Por otra parte, señalar no ya la legitimidad para oponerse a esta pretensión, sino expresar la misma oposición como deber cívico que vincula a las autoridades del Estado y a todos los españoles respetuosos con la ley, es innecesario a estas alturas. Lo que sí huelga, resulta improcedente y accesorio, más bien irrelevante, es esa apelación continua al “diálogo” con los nacionalistas amotinados que mantienen multitud de medios de comunicación, gacetilleros, tertulianos, politólogos amateurs en las redes sociales y, desde luego, fuerzas políticas.
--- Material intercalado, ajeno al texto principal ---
//! Toggle gates
//!
//! Every sink carries one gate, resolved from configuration when the sink is
//! built and never changed afterwards. Callers pick per call site whether a
//! disabled sink is skipped or fails the whole operation.

/// A capability that can be switched off
pub trait Togglable {
    /// Whether the capability is on
    fn enabled(&self) -> bool;

    /// No-op when enabled, otherwise hands back `err` unchanged
    fn require_enabled<E>(&self, err: E) -> Result<(), E>
    where
        Self: Sized,
    {
        if self.enabled() { Ok(()) } else { Err(err) }
    }

    /// Run `action` only when enabled; when disabled `action` is never called
    fn guard<T, E>(&self, err: E, action: impl FnOnce() -> Result<T, E>) -> Result<T, E>
    where
        Self: Sized,
    {
        self.require_enabled(err)?;
        action()
    }
}

/// Fixed on/off flag for one sink
#[derive(Debug, Clone, Copy, PartialEq, Eq)]
pub struct ToggleGate {
    enabled: bool,
}

impl ToggleGate {
    pub const fn new(enabled: bool) -> Self {
        Self { enabled }
    }

    pub const fn on() -> Self {
        Self::new(true)
    }

    pub const fn off() -> Self {
        Self::new(false)
    }
}

impl Togglable for ToggleGate {
    #[inline]
    fn enabled(&self) -> bool {
        self.enabled
    }
}

#[cfg(test)]
mod tests {
    use super::*;
    use std::cell::Cell;

    #[derive(Debug, PartialEq)]
    struct Marker(&'static str);

    #[test]
    fn test_enabled_gate_passes() {
        assert_eq!(ToggleGate::on().require_enabled(Marker("bus")), Ok(()));
    }

    #[test]
    fn test_disabled_gate_returns_supplied_error() {
        assert_eq!(
            ToggleGate::off().require_enabled(Marker("bus required")),
            Err(Marker("bus required"))
        );
    }

    #[test]
    fn test_guard_never_runs_action_when_disabled() {
        let calls = Cell::new(0);
        let result = ToggleGate::off().guard(Marker("off"), || {
            calls.set(calls.get() + 1);
            Ok::<_, Marker>(42)
        });
        assert_eq!(result, Err(Marker("off")));
        assert_eq!(calls.get(), 0);
    }

    #[test]
    fn test_guard_runs_action_when_enabled() {
        let calls = Cell::new(0);
        let result = ToggleGate::on().guard(Marker("off"), || {
            calls.set(calls.get() + 1);
            Ok::<_, Marker>(42)
        });
        assert_eq!(result, Ok(42));
        assert_eq!(calls.get(), 1);
    }
}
Debatir, dialogar y negociar sobre la superficie de la Historia es inútil; se lleva haciendo durante cuarenta años, desde la aprobación de la Constitución vigente. ¿Acaso la relación institucional con los nacionalismos centrífugos, los estatutos de autonomía, los pactos políticos y sobre financiación de las comunidades autónomas, la contemporización con los desmanes del nacionalismo radical, incluso con el terrorismo, etc, etc, no ha dejado marca y establecido una innegable tendencia histórica a la permanente negociación? Negociar sobre las formas cuando una de las partes quiere cambiar de fondo, es como negociar con el pintor sobre los colores de las habitaciones cuando la excavadora se dispone a demoler la casa. La única negociación viable, a estas alturas, es el pacto entre españoles por una nación fundada en la voluntad de ser. Claro que, también a estas alturas, ese objetivo parece más lejano aún que la independencia de Cataluña. Pero otro camino no hay: España o Expaña.
Y quien pueda y tenga que hacer algo, que lo haga; pues lo que no podemos, lo intentamos al menos.